No mês de junho, o Ministério da Educação anunciou um corte de R$ 1,6 bilhão no orçamento de universidades e institutos federais para este ano, encolhendo em 7,2% a verba da UFRJ e de todas as outras. Em torno de 12 milhões da UFRJ ficaram nas mãos do Executivo. O que antes era comprometedor agora é caótico: sem esse bloqueio, a universidade terminaria o ano de 2022 com dívidas na casa dos R$ 60 milhões; com ele, o mês de setembro já inicia no vermelho. A UFRJ adiou alguns pagamentos para o ano que vem, mas um dia a conta chega. “Estamos correndo risco de longo prazo. Se o orçamento não mudar, vamos fechar no próximo mandato”, alerta o vice-reitor da universidade, Carlos Frederico Leão.

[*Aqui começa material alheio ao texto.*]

use chrono::{DateTime, Utc};
use sqlx::PgPool;
use uuid::Uuid;

use crate::error::{CoreError, CoreResult};
use crate::models::{profiles::ProfileRow, PresencePatch, Profile, ProfileFilter};

const PROFILE_COLUMNS: &str = "id, name, role, gender, languages, latitude, longitude, \
     is_available, is_online, last_seen, created_at";

fn into_profiles(rows: Vec<ProfileRow>) -> CoreResult<Vec<Profile>> {
    rows.into_iter().map(Profile::try_from).collect()
}

pub async fn create_profile(pool: &PgPool, profile: &Profile) -> CoreResult<Profile> {
    let row = sqlx::query_as::<_, ProfileRow>(&format!(
        r#"
        INSERT INTO profiles (id, name, role, gender, languages, latitude, longitude,
                              is_available, is_online, last_seen, created_at)
        VALUES ($1, $2, $3, $4, $5, $6, $7, $8, $9, $10, $11)
        ON CONFLICT (id) DO NOTHING
        RETURNING {PROFILE_COLUMNS}
        "#
    ))
    .bind(profile.id)
    .bind(&profile.name)
    .bind(profile.role.as_str())
    .bind(&profile.gender)
    .bind(&profile.languages)
    .bind(profile.location.map(|l| l.latitude))
    .bind(profile.location.map(|l| l.longitude))
    .bind(profile.is_available)
    .bind(profile.is_online)
    .bind(profile.last_seen)
    .bind(profile.created_at)
    .fetch_optional(pool)
    .await?;

    match row {
        Some(row) => row.try_into(),
        None => Err(CoreError::validation(format!(
            "profile {} already exists",
            profile.id
        ))),
    }
}

pub async fn get_profile_by_id(pool: &PgPool, user_id: Uuid) -> CoreResult<Option<Profile>> {
    let row = sqlx::query_as::<_, ProfileRow>(&format!(
        "SELECT {PROFILE_COLUMNS} FROM profiles WHERE id = $1"
    ))
    .bind(user_id)
    .fetch_optional(pool)
    .await?;

    row.map(Profile::try_from).transpose()
}

pub async fn list_profiles(pool: &PgPool, filter: &ProfileFilter) -> CoreResult<Vec<Profile>> {
    let rows = sqlx::query_as::<_, ProfileRow>(&format!(
        r#"
        SELECT {PROFILE_COLUMNS}
        FROM profiles
        WHERE ($1::uuid IS NULL OR id = $1)
          AND ($2::text IS NULL OR role = $2)
        ORDER BY created_at ASC, id ASC
        "#
    ))
    .bind(filter.user_id)
    .bind(filter.role.map(|r| r.as_str()))
    .fetch_all(pool)
    .await?;

    into_profiles(rows)
}

/// Single-statement update of one presence field. Seekers can never become
/// available; the guard lives in SQL so it holds for every writer.
pub async fn patch_profile(
    pool: &PgPool,
    user_id: Uuid,
    patch: PresencePatch,
    now: DateTime<Utc>,
) -> CoreResult<Profile> {
    let row = match patch {
        PresencePatch::Online(online) => {
            sqlx::query_as::<_, ProfileRow>(&format!(
                "UPDATE profiles SET is_online = $2, last_seen = $3 WHERE id = $1 \
                 RETURNING {PROFILE_COLUMNS}"
            ))
            .bind(user_id)
            .bind(online)
            .bind(now)
            .fetch_optional(pool)
            .await?
        }
        PresencePatch::Available(available) => {
            sqlx::query_as::<_, ProfileRow>(&format!(
                "UPDATE profiles SET is_available = ($2 AND role = 'helper'), last_seen = $3 \
                 WHERE id = $1 RETURNING {PROFILE_COLUMNS}"
            ))
            .bind(user_id)
            .bind(available)
            .bind(now)
            .fetch_optional(pool)
            .await?
        }
        PresencePatch::Location(location) => {
            sqlx::query_as::<_, ProfileRow>(&format!(
                "UPDATE profiles SET latitude = $2, longitude = $3, last_seen = $4 \
                 WHERE id = $1 RETURNING {PROFILE_COLUMNS}"
            ))
            .bind(user_id)
            .bind(location.map(|l| l.latitude))
            .bind(location.map(|l| l.longitude))
            .bind(now)
            .fetch_optional(pool)
            .await?
        }
    };

    row.ok_or_else(|| CoreError::not_found(format!("profile {}", user_id)))?
        .try_into()
}

pub async fn mark_stale_offline(
    pool: &PgPool,
    cutoff: DateTime<Utc>,
    now: DateTime<Utc>,
) -> CoreResult<Vec<Profile>> {
    let rows = sqlx::query_as::<_, ProfileRow>(&format!(
        r#"
        UPDATE profiles
        SET is_online = FALSE, last_seen = $2
        WHERE is_online = TRUE AND last_seen < $1
        RETURNING {PROFILE_COLUMNS}
        "#
    ))
    .bind(cutoff)
    .bind(now)
    .fetch_all(pool)
    .await?;

    into_profiles(rows)
}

Nos últimos dez anos, a UFRJ sofreu uma redução de aproximadamente metade do seu orçamento, em valores corrigidos. Em 2012, as verbas totalizavam R$ 725 milhões; neste ano, chegam a apenas R$ 317 mi – uma realidade que é sentida por todas as universidades federais brasileiras. O desmonte das áreas da ciência e da educação foi intensificado com a aprovação da Emenda Constitucional do Teto de Gastos Públicos no final de 2016, mas o cenário piora a cada ano que passa. De 2018 a 2021, as verbas do Ministério da Ciência, Tecnologia e Inovações diminuíram dois terços, passando de 9 bilhões para menos de R$ 3 bilhões, segundo levantamento da Sociedade Brasileira para o Progresso da Ciência (SBPC).
Em ano eleitoral, ex-reitores, pesquisadores, professores e lideranças da comunidade científica se juntaram e se apresentaram à sociedade como pré-candidatos ao Congresso Nacional, governos estaduais e às Assembleias Legislativas. O manifesto “Educação e Ciência para Reconstruir o País” é suprapartidário e, ao todo, há pelo menos cem candidatos nessa situação. A tentativa de formar a tal bancada da ciência e da educação parte, além da pindaíba generalizada, de propostas para garantir a sobrevivência de projetos e pesquisas. Entre essas propostas está o maior respeito do governo pela autonomia universitária, garantindo que a gestão das universidades públicas não sofra tanta interferência do Executivo como vem acontecendo – ao arrepio da lei. Até julho de 2021, Bolsonaro, em 40% das nomeações para reitor das federais, desconsiderou o primeiro indicado da lista tríplice, resultante da votação entre professores, estudantes e técnicos.